If we go by age-old surveys and reports, it has been thoroughly proven that kids with two of their biological parents present around them in a grow-up set up tend to do much better. In this perfect family situation, a child can adapt better.
However, the turbulence hits in when the parents opt for a divorce and consequently decide to re-marry. Although, it will be wrong to say that divorce and re-marriage only have negative connotations. They can also bring in a positive light in children’s lives. But, the former is more apparent than the latter.
The impact of divorce and re-marriage does not only succumb to the two partners/parents involved. It takes a heavy toll on the children as well. While some children react to it in a neutral/natural way, some just do not accept it.
The first situation happens when the child comes from a less disturbed family. He/she sees their parents not happy with each other and thus, realizes that separation is the best way to keep them happy. Or, in cases where there is incessant violence by one parent on another, the child becomes elated to see this violence stopping through separation.

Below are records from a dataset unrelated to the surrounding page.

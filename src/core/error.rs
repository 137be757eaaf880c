use thiserror::Error;

/// Errors surfaced by the library entry points.
#[derive(Debug, Error)]
#[non_exhaustive]
pub enum NfeError {
    /// One or more validation findings. The document was not accepted.
    #[error("documento rejeitado: {}", format_findings(.0))]
    Validacao(Vec<ValidationError>),
}

fn format_findings(errors: &[ValidationError]) -> String {
    errors
        .iter()
        .map(ToString::to_string)
        .collect::<Vec<_>>()
        .join("; ")
}

/// Classification of a validation finding.
#[derive(Debug, Clone, Copy, PartialEq, Eq, Hash)]
pub enum ConstraintKind {
    /// Wrong shape: missing required field, empty list, out-of-bounds count.
    Structural,
    /// Value outside a closed code table (includes "no ICMS shape matched").
    DomainEnum,
    /// Fixed-length / all-digit / pattern violation.
    Format,
    /// CNPJ/CPF check-digit mismatch.
    Checksum,
    /// Too many decimal places for the field.
    Precision,
    /// Conditional business rule between fields failed.
    CrossField,
}

impl ConstraintKind {
    /// Stable identifier used in error reports.
    pub fn code(&self) -> &'static str {
        match self {
            Self::Structural => "estrutura",
            Self::DomainEnum => "dominio",
            Self::Format => "formato",
            Self::Checksum => "digito-verificador",
            Self::Precision => "precisao",
            Self::CrossField => "regra-condicional",
        }
    }
}

/// A single validation finding with field path and message.
#[derive(Debug, Clone, PartialEq, Eq)]
pub struct ValidationError {
    /// Dot-separated path to the field, using the NF-e tag names
    /// (e.g. "dest.indIEDest", "det[3].imposto.icms.vBC").
    pub field: String,
    /// Which constraint family was violated.
    pub kind: ConstraintKind,
    /// Human-readable description in the fiscal authority's language.
    pub message: String,
}

impl std::fmt::Display for ValidationError {
    fn fmt(&self, f: &mut std::fmt::Formatter<'_>) -> std::fmt::Result {
        write!(f, "[{}] {}: {}", self.kind.code(), self.field, self.message)
    }
}

impl ValidationError {
    pub fn new(
        kind: ConstraintKind,
        field: impl Into<String>,
        message: impl Into<String>,
    ) -> Self {
        Self {
            field: field.into(),
            kind,
            message: message.into(),
        }
    }

    pub fn structural(field: impl Into<String>, message: impl Into<String>) -> Self {
        Self::new(ConstraintKind::Structural, field, message)
    }

    pub fn domain(field: impl Into<String>, message: impl Into<String>) -> Self {
        Self::new(ConstraintKind::DomainEnum, field, message)
    }

    pub fn format(field: impl Into<String>, message: impl Into<String>) -> Self {
        Self::new(ConstraintKind::Format, field, message)
    }

    pub fn checksum(field: impl Into<String>, message: impl Into<String>) -> Self {
        Self::new(ConstraintKind::Checksum, field, message)
    }

    pub fn precision(field: impl Into<String>, message: impl Into<String>) -> Self {
        Self::new(ConstraintKind::Precision, field, message)
    }

    pub fn cross_field(field: impl Into<String>, message: impl Into<String>) -> Self {
        Self::new(ConstraintKind::CrossField, field, message)
    }
}

#[cfg(test)]
mod tests {
    use super::*;

    #[test]
    fn display_includes_kind_code() {
        let err = ValidationError::checksum("dest.CNPJ", "dígito verificador inválido");
        assert_eq!(
            err.to_string(),
            "[digito-verificador] dest.CNPJ: dígito verificador inválido"
        );
    }

    #[test]
    fn nfe_error_joins_findings() {
        let err = NfeError::Validacao(vec![
            ValidationError::structural("det", "a nota deve ter ao menos um item"),
            ValidationError::domain("ide.tpNF", "valor fora da tabela"),
        ]);
        let text = err.to_string();
        assert!(text.contains("det"));
        assert!(text.contains("ide.tpNF"));
    }
}
//! Conditional cross-field rules.
//!
//! Each rule is an independent pure predicate plus the message reported when
//! it fails. Rules are evaluated unconditionally and every failure is
//! collected, so a single submission surfaces the complete correction list.

use crate::core::{Cofins, Dest, Di, Ipi, Med, Pis, Transporta, ValidationError};

/// One conditional invariant over a block of type `T`.
pub struct Rule<T> {
    /// Field the finding is reported against, relative to the block prefix.
    pub field: &'static str,
    /// Message shown when the predicate fails.
    pub message: &'static str,
    /// Returns true when the block satisfies the rule.
    pub check: fn(&T) -> bool,
}

/// Evaluate every rule in the catalogue, appending one finding per failure.
pub fn apply_rules<T>(
    value: &T,
    rules: &[Rule<T>],
    prefix: &str,
    errors: &mut Vec<ValidationError>,
) {
    for rule in rules {
        if !(rule.check)(value) {
            errors.push(ValidationError::cross_field(
                format!("{prefix}.{}", rule.field),
                rule.message,
            ));
        }
    }
}

/// Whether the recipient identification is a foreign one: an absent value or
/// a fixed-length (5 or 20) foreign identifier.
pub fn identificacao_estrangeira(dest: &Dest) -> bool {
    match dest.cpf_cnpj.as_deref() {
        None => true,
        Some(v) => v.len() == 5 || v.len() == 20,
    }
}

/// Recipient state-registration rules.
pub static DEST_RULES: &[Rule<Dest>] = &[
    Rule {
        field: "indIEDest",
        message: "Para ID estrangeiro, indIEDest deve ser '9'",
        check: |d| !identificacao_estrangeira(d) || d.ind_ie_dest == "9",
    },
    Rule {
        field: "IE",
        message: "Para ID estrangeiro, IE não deve ser informada",
        check: |d| !identificacao_estrangeira(d) || d.ie.is_none(),
    },
    Rule {
        field: "IE",
        message: "Para indIEDest='2', IE não deve ser informada",
        check: |d| d.ind_ie_dest != "2" || d.ie.is_none(),
    },
    Rule {
        field: "IE",
        message: "Para indIEDest='1', IE é obrigatória",
        check: |d| d.ind_ie_dest != "1" || d.ie.as_deref().is_some_and(|ie| !ie.is_empty()),
    },
];

/// Import-declaration rules.
pub static DI_RULES: &[Rule<Di>] = &[
    Rule {
        field: "vAFRMM",
        message: "Para tpViaTransp='1', vAFRMM é obrigatório",
        check: |di| di.tp_via_transp != "1" || di.v_afrmm.is_some(),
    },
    Rule {
        field: "CNPJ",
        message: "Para tpIntermedio='2' ou tpIntermedio='3', CNPJ é obrigatório",
        check: |di| !intermediado(di) || di.cnpj.is_some(),
    },
    Rule {
        field: "UFTerceiro",
        message: "Para tpIntermedio='2' ou tpIntermedio='3', UFTerceiro é obrigatório",
        check: |di| !intermediado(di) || di.uf_terceiro.is_some(),
    },
];

fn intermediado(di: &Di) -> bool {
    di.tp_intermedio == "2" || di.tp_intermedio == "3"
}

/// Medicine attachment: an ANVISA registry code or an exemption
/// justification must be present.
pub static MED_RULES: &[Rule<Med>] = &[Rule {
    field: "xMotivoIsencao",
    message: "Para cProdANVISA ISENTO, xMotivoIsencao é obrigatório",
    check: |m| m.c_prod_anvisa.is_some() || m.x_motivo_isencao.is_some(),
}];

/// Carrier rules.
pub static TRANSPORTA_RULES: &[Rule<Transporta>] = &[
    Rule {
        field: "UF",
        message: "Para transportador com IE, UF é obrigatória",
        check: |t| t.ie.is_none() || t.uf.is_some(),
    },
    Rule {
        field: "CNPJ",
        message: "CNPJ e CPF do transportador não podem ser informados em conjunto",
        check: |t| t.cnpj.is_none() || t.cpf.is_none(),
    },
];

/// IPI situation codes that carry a calculation group.
pub static IPI_CST_TRIBUTADO: &[&str] = &["00", "49", "50", "99"];

/// IPI: taxed situation codes demand the IPITrib group.
pub static IPI_RULES: &[Rule<Ipi>] = &[Rule {
    field: "IPITrib",
    message: "Para CST tributado do IPI, o grupo IPITrib é obrigatório",
    check: |ipi| !IPI_CST_TRIBUTADO.contains(&ipi.cst.as_str()) || ipi.trib.is_some(),
}];

/// PIS/COFINS situation codes taxed by rate.
pub static PIS_COFINS_CST_ALIQ: &[&str] = &["01", "02"];
/// PIS/COFINS situation codes taxed by quantity.
pub static PIS_COFINS_CST_QTDE: &[&str] = &["03"];
/// PIS/COFINS situation codes with no calculation group.
pub static PIS_COFINS_CST_NT: &[&str] = &["04", "05", "06", "07", "08", "09"];
/// Remaining PIS/COFINS situation codes, settled through the catch-all
/// "other operations" group.
pub static PIS_COFINS_CST_OUTR: &[&str] = &[
    "49", "50", "51", "52", "53", "54", "55", "56", "60", "61", "62", "63", "64", "65", "66",
    "67", "70", "71", "72", "73", "74", "75", "98", "99",
];

fn cst_in(cst: &str, table: &[&str]) -> bool {
    table.contains(&cst)
}

/// PIS: exactly the group matching the situation code, no other.
pub static PIS_RULES: &[Rule<Pis>] = &[
    Rule {
        field: "PISAliq",
        message: "Para CST 01 ou 02, o grupo PISAliq é obrigatório",
        check: |p| !cst_in(&p.cst, PIS_COFINS_CST_ALIQ) || p.aliq.is_some(),
    },
    Rule {
        field: "PISQtde",
        message: "Para CST 03, o grupo PISQtde é obrigatório",
        check: |p| !cst_in(&p.cst, PIS_COFINS_CST_QTDE) || p.qtde.is_some(),
    },
    Rule {
        field: "PISOutr",
        message: "Para CST de outras operações, o grupo PISOutr é obrigatório",
        check: |p| !cst_in(&p.cst, PIS_COFINS_CST_OUTR) || p.outr.is_some(),
    },
    Rule {
        field: "PISAliq",
        message: "O grupo PISAliq não corresponde ao CST informado",
        check: |p| p.aliq.is_none() || cst_in(&p.cst, PIS_COFINS_CST_ALIQ),
    },
    Rule {
        field: "PISQtde",
        message: "O grupo PISQtde não corresponde ao CST informado",
        check: |p| p.qtde.is_none() || cst_in(&p.cst, PIS_COFINS_CST_QTDE),
    },
    Rule {
        field: "PISOutr",
        message: "O grupo PISOutr não corresponde ao CST informado",
        check: |p| p.outr.is_none() || cst_in(&p.cst, PIS_COFINS_CST_OUTR),
    },
];

/// COFINS: same dispatch as PIS, with COFINSOutr as the catch-all.
pub static COFINS_RULES: &[Rule<Cofins>] = &[
    Rule {
        field: "COFINSAliq",
        message: "Para CST 01 ou 02, o grupo COFINSAliq é obrigatório",
        check: |c| !cst_in(&c.cst, PIS_COFINS_CST_ALIQ) || c.aliq.is_some(),
    },
    Rule {
        field: "COFINSQtde",
        message: "Para CST 03, o grupo COFINSQtde é obrigatório",
        check: |c| !cst_in(&c.cst, PIS_COFINS_CST_QTDE) || c.qtde.is_some(),
    },
    Rule {
        field: "COFINSOutr",
        message: "Para CST de outras operações, o grupo COFINSOutr é obrigatório",
        check: |c| !cst_in(&c.cst, PIS_COFINS_CST_OUTR) || c.outr.is_some(),
    },
    Rule {
        field: "COFINSAliq",
        message: "O grupo COFINSAliq não corresponde ao CST informado",
        check: |c| c.aliq.is_none() || cst_in(&c.cst, PIS_COFINS_CST_ALIQ),
    },
    Rule {
        field: "COFINSQtde",
        message: "O grupo COFINSQtde não corresponde ao CST informado",
        check: |c| c.qtde.is_none() || cst_in(&c.cst, PIS_COFINS_CST_QTDE),
    },
    Rule {
        field: "COFINSOutr",
        message: "O grupo COFINSOutr não corresponde ao CST informado",
        check: |c| c.outr.is_none() || cst_in(&c.cst, PIS_COFINS_CST_OUTR),
    },
];

#[cfg(test)]
mod tests {
    use super::*;
    use crate::core::Endereco;

    fn endereco() -> Endereco {
        Endereco {
            x_lgr: "Rua das Flores".into(),
            nro: "100".into(),
            x_cpl: None,
            x_bairro: "Centro".into(),
            c_mun: "3550308".into(),
            uf: "SP".into(),
            cep: Some("01310100".into()),
            c_pais: Some(1058),
            fone: "1133334444".into(),
        }
    }

    fn dest_estrangeiro() -> Dest {
        Dest {
            cpf_cnpj: Some("EX-99".into()),
            x_nome: "Foreign Buyer Inc".into(),
            ender_dest: endereco(),
            ind_ie_dest: "9".into(),
            ie: None,
            isuf: None,
            im: None,
            email: None,
        }
    }

    #[test]
    fn foreign_id_with_indicator_9_passes() {
        let mut errors = Vec::new();
        apply_rules(&dest_estrangeiro(), DEST_RULES, "dest", &mut errors);
        assert!(errors.is_empty(), "{errors:?}");
    }

    #[test]
    fn foreign_id_with_wrong_indicator_fails() {
        let dest = Dest {
            ind_ie_dest: "1".into(),
            ..dest_estrangeiro()
        };
        let mut errors = Vec::new();
        apply_rules(&dest, DEST_RULES, "dest", &mut errors);
        // Indicator must be 9 and, as indIEDest='1', the IE becomes
        // mandatory; both findings are reported.
        assert_eq!(errors.len(), 2);
        assert!(errors.iter().any(|e| e.field == "dest.indIEDest"));
        assert!(
            errors
                .iter()
                .any(|e| e.message == "Para indIEDest='1', IE é obrigatória")
        );
    }

    #[test]
    fn exempt_indicator_rejects_registration_value() {
        let dest = Dest {
            cpf_cnpj: Some("11222333000181".into()),
            ind_ie_dest: "2".into(),
            ie: Some("123456789".into()),
            ..dest_estrangeiro()
        };
        let mut errors = Vec::new();
        apply_rules(&dest, DEST_RULES, "dest", &mut errors);
        assert_eq!(errors.len(), 1);
        assert_eq!(errors[0].message, "Para indIEDest='2', IE não deve ser informada");
    }

    #[test]
    fn all_failures_are_collected() {
        // Foreign id with an IE and indicator 1: three independent rules
        // fail and all three findings surface.
        let dest = Dest {
            ind_ie_dest: "1".into(),
            ie: Some("".into()),
            ..dest_estrangeiro()
        };
        let mut errors = Vec::new();
        apply_rules(&dest, DEST_RULES, "dest", &mut errors);
        assert_eq!(errors.len(), 3);
    }

    #[test]
    fn pis_dispatch_per_cst() {
        let pis = Pis {
            cst: "01".into(),
            aliq: None,
            qtde: None,
            outr: None,
        };
        let mut errors = Vec::new();
        apply_rules(&pis, PIS_RULES, "det[0].imposto.PIS", &mut errors);
        assert_eq!(errors.len(), 1);
        assert_eq!(errors[0].field, "det[0].imposto.PIS.PISAliq");
    }

    #[test]
    fn pis_group_must_match_cst() {
        let pis = Pis {
            cst: "07".into(),
            aliq: None,
            qtde: Some(crate::core::PisQtde {
                q_bc_prod: rust_decimal_macros::dec!(10),
                v_aliq_prod: rust_decimal_macros::dec!(0.5),
                v_pis: rust_decimal_macros::dec!(5.00),
            }),
            outr: None,
        };
        let mut errors = Vec::new();
        apply_rules(&pis, PIS_RULES, "PIS", &mut errors);
        assert_eq!(errors.len(), 1);
        assert_eq!(errors[0].message, "O grupo PISQtde não corresponde ao CST informado");
    }
}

However, there are cases where children just cannot take the fact that their parents will no more live together. Recurrent violence, abuse, and tension at home make them vulnerable to such an extent, that they start fearing any change that will happen in their life. Therefore, as big a change as divorce or re-marriage scares them out of their fits.
Let us look at both sides of the spectrum and count their further consequences.
Negative Side of Divorce and Re-marriage
Separation and re-marriage creating a negative attitude in children are not at all surprising. Imagine a child equally attached to both his/her parents. One fine day suddenly he is asked to choose which parent he wants to live with. What dilemma will the child go through then? It will be so heartbreaking and devastating for the child to pick one from his two loved ones.
Similarly, when children see their parents getting set to marry someone else instead of their parents, it strikes a sense of anger in them. They form an inherent resentment towards their parent’s new partner, which turns out to be extremely harmful in the long run.
This dilemma and anger is just a small example of a fraction of other things that go on in a child’s mind. Let us look at some of the most common consequences.
Loss of Social Interest
Children who go through such a disruptive scenario at home, often lose all their social interest. They do not like to socialize with anyone and do not engage in activities that others engage in. They hide deep into their shell and always keep to themselves.
A Feeling of Guilt
When children see their parents not happy with each other, they question the reasons behind it. Not able to get any concrete answer from their parents, they blame themselves. Therefore, guilt leads to self-blaming, which leads to situations of anxiety, depression, and melancholy.
Divorce and re-marriage can invoke the worst side of a child’s mental health. Constant pressure on the child to adapt, act happy and behave normally ingrains a sense of existential crisis in them. They tend to question their very base of existence and the reason behind it.
Therefore, they get an answer to all this by harming themselves and punishing themselves for all the disruption happening around them.
Difficulty to Adapt
Change in family dynamics and change of living situations and people, makes a child mentally disturbed. They find it difficult to adapt to their new family conditions of single parenthood or new spouses of their parents and hence, get much more angry and irritable.
These were all the negative side-effects of the divorce and re-marriage diaspora. However, just like everything has two sides, the effects of divorce and re-marriage can also not be only negative. It does have a positive side to it as well.
A Positive View
Although, it is pertinently difficult to list down affirmative outcomes of something as serious as divorce and re-marriage. But, if we dig a little deeper and analyze closely, divorce and remarriage can have a positive side to it as well.
When does Divorce happen? The answer lies that divorce happens at a point in time when two partners become extremely toxic to be with each other and for each other. Therefore, a toxic household becomes inevitable out of two quarreling partners. In these extremely negative household setups, a child cannot grow fully. There is always some or the other thing lacking in their proper upbringing.
This is exactly where the positive side kicks in.
Many a time, divorce happens for the ultimate good. If two people cannot live happily with each other then they should find their happiness sans each other.
Therefore, when children get out of this trauma and negative house setting, it gives them a chance to focus on themselves. To heal themselves for the good, to grow themselves, and to adjust better with others.
Although, adaptability indeed has more negative connotations than positive ones. But, there are children around the world for whom this adaptability works as a blessing in disguise.
After their parents’ divorce, and perturbed re-marriage, they can put themselves out there in a much better way and socialize.
Good Mental Health
It is very obvious that once the children move away from home toxicity and negativity, their mental health tends to improve. They can finally set a foot out of the jaws of darkness, self-doubt, and guilt. They can work towards achieving better mental health by adapting well to their new family structures.
To bring up the best version of a child, all that the parents need to do is raise them with love and warmth. Children are so tender and innocent that they tend to imbibe all that they see in front of them. If you show them good, they turn out good. If you show them worse, they turn out worst.
In houses where the parents want to get separated and indulge with someone else, a child is heartbroken. Shattered to see his parents leaving each other and their home falling apart. Therefore, in scenarios like this, leaving the child alone is not the solution.
Giving him time to heal, making him understand the crux of the current situation, and showering him with love and compassion is all that is required.